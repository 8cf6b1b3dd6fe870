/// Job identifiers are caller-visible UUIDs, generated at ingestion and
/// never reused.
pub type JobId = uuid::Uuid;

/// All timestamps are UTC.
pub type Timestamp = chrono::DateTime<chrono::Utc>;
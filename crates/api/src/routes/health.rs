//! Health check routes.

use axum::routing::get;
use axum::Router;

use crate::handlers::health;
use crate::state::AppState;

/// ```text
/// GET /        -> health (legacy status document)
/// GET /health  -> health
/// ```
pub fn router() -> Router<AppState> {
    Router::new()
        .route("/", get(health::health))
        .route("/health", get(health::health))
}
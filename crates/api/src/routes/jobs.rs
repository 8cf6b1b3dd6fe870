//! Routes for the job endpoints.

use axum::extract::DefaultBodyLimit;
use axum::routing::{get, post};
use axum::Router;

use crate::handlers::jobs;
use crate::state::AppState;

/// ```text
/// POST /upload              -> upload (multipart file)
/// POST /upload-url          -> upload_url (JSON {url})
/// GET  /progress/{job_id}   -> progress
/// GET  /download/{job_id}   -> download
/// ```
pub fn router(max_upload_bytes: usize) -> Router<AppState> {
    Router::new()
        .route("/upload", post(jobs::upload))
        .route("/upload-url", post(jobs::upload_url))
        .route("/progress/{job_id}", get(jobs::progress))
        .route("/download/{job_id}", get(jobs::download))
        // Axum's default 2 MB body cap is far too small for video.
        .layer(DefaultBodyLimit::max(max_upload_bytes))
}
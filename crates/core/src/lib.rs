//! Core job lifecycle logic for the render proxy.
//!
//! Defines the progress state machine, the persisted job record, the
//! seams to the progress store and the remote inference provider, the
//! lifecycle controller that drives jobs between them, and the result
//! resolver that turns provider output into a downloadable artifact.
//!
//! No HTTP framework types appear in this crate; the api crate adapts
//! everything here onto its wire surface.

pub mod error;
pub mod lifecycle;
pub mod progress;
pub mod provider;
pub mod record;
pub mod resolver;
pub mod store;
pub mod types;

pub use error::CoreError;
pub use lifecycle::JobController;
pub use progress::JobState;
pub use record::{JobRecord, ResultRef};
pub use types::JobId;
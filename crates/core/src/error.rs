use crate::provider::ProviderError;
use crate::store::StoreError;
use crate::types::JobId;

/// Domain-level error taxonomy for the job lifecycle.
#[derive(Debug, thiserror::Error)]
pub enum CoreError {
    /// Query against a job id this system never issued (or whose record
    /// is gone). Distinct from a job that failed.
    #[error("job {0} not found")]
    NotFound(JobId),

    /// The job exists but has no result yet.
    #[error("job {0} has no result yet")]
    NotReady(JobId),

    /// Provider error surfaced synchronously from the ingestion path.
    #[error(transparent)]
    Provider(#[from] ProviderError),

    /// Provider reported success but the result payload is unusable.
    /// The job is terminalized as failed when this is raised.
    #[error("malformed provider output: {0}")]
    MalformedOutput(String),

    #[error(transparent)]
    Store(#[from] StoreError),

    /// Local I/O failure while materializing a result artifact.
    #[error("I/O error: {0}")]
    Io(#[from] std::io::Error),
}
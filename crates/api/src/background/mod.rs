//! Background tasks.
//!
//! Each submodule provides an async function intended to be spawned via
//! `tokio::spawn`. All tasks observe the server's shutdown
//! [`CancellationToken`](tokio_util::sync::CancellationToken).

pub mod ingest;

|---|

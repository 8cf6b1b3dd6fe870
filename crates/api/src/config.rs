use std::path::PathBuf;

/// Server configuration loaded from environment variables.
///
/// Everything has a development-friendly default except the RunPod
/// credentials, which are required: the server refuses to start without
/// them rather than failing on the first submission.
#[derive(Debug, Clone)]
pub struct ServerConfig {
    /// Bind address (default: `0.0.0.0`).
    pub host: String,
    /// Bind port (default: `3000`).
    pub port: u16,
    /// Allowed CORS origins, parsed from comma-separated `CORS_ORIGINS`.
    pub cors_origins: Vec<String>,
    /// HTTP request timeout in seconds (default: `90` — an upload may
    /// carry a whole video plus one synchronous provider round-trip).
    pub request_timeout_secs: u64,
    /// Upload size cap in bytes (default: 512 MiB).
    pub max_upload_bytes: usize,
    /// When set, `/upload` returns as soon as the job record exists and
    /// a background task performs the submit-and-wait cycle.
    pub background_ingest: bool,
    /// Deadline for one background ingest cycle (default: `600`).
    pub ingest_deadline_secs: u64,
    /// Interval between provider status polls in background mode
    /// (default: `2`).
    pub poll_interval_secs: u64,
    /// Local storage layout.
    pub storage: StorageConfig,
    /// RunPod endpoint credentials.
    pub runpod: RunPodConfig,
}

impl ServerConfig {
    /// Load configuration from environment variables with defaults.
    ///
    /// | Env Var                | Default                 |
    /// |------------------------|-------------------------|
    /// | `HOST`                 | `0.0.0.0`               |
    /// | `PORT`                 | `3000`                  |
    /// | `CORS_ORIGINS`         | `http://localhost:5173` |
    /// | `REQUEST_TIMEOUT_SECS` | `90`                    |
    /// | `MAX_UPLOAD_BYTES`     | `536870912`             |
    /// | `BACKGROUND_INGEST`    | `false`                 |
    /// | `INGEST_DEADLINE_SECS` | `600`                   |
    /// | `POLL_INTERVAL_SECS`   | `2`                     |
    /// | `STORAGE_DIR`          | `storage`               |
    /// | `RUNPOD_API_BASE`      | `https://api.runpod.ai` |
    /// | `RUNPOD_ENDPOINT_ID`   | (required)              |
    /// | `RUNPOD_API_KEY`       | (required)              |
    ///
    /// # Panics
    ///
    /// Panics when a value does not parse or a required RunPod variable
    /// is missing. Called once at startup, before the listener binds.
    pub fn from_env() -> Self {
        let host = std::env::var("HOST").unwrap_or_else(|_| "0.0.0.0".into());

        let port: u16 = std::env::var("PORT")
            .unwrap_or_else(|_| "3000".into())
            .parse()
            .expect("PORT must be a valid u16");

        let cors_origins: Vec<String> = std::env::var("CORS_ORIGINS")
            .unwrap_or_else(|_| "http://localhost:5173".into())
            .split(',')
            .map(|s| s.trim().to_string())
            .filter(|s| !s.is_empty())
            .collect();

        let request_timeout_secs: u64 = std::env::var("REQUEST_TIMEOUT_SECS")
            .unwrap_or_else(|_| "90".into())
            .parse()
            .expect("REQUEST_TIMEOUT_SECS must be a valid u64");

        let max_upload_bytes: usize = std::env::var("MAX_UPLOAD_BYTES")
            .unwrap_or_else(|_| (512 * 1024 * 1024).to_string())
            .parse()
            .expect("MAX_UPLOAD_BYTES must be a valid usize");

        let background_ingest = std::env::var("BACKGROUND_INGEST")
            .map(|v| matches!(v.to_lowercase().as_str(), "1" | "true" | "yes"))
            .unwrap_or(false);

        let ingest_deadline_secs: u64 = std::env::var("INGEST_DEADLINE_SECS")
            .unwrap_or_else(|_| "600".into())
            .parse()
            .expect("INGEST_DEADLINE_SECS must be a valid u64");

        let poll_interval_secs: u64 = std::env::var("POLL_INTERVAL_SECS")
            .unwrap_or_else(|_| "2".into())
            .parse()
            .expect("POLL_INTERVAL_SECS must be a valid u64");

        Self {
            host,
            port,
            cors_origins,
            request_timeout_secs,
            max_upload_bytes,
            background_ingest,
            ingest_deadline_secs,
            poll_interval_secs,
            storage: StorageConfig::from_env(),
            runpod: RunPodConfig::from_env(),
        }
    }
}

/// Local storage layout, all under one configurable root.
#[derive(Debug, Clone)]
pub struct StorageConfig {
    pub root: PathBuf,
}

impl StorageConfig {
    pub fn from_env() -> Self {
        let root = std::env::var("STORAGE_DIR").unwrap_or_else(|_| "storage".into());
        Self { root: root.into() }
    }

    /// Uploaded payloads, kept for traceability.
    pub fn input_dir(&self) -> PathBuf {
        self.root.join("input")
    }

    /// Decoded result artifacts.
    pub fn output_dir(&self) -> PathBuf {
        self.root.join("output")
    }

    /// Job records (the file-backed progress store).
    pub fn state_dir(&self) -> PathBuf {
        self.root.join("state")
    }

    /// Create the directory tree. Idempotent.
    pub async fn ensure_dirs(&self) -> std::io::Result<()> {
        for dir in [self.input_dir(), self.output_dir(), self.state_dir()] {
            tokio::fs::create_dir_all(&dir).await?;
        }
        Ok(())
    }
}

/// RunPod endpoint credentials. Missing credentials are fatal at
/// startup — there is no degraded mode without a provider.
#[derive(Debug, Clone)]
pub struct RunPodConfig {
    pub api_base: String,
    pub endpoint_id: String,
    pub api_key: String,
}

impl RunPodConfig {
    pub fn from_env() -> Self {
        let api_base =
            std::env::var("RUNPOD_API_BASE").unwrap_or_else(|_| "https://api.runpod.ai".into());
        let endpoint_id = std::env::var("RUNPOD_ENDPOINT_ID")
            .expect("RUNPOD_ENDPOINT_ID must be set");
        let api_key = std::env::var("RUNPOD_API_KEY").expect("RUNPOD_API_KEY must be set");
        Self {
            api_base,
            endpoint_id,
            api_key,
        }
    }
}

|---|

> [Instructions to follow]
Among the lines above, find the one with "filename crates/api/src/background/mod.rs" and the one with "pub mod ingest;". Quote both and everything between them, exactly.

> [Solved exercise]
filename crates/api/src/background/mod.rs
//! Background tasks.
//!
//! Each submodule provides an async function intended to be spawned via
//! `tokio::spawn`. All tasks observe the server's shutdown
//! [`CancellationToken`](tokio_util::sync::CancellationToken).

pub mod ingest;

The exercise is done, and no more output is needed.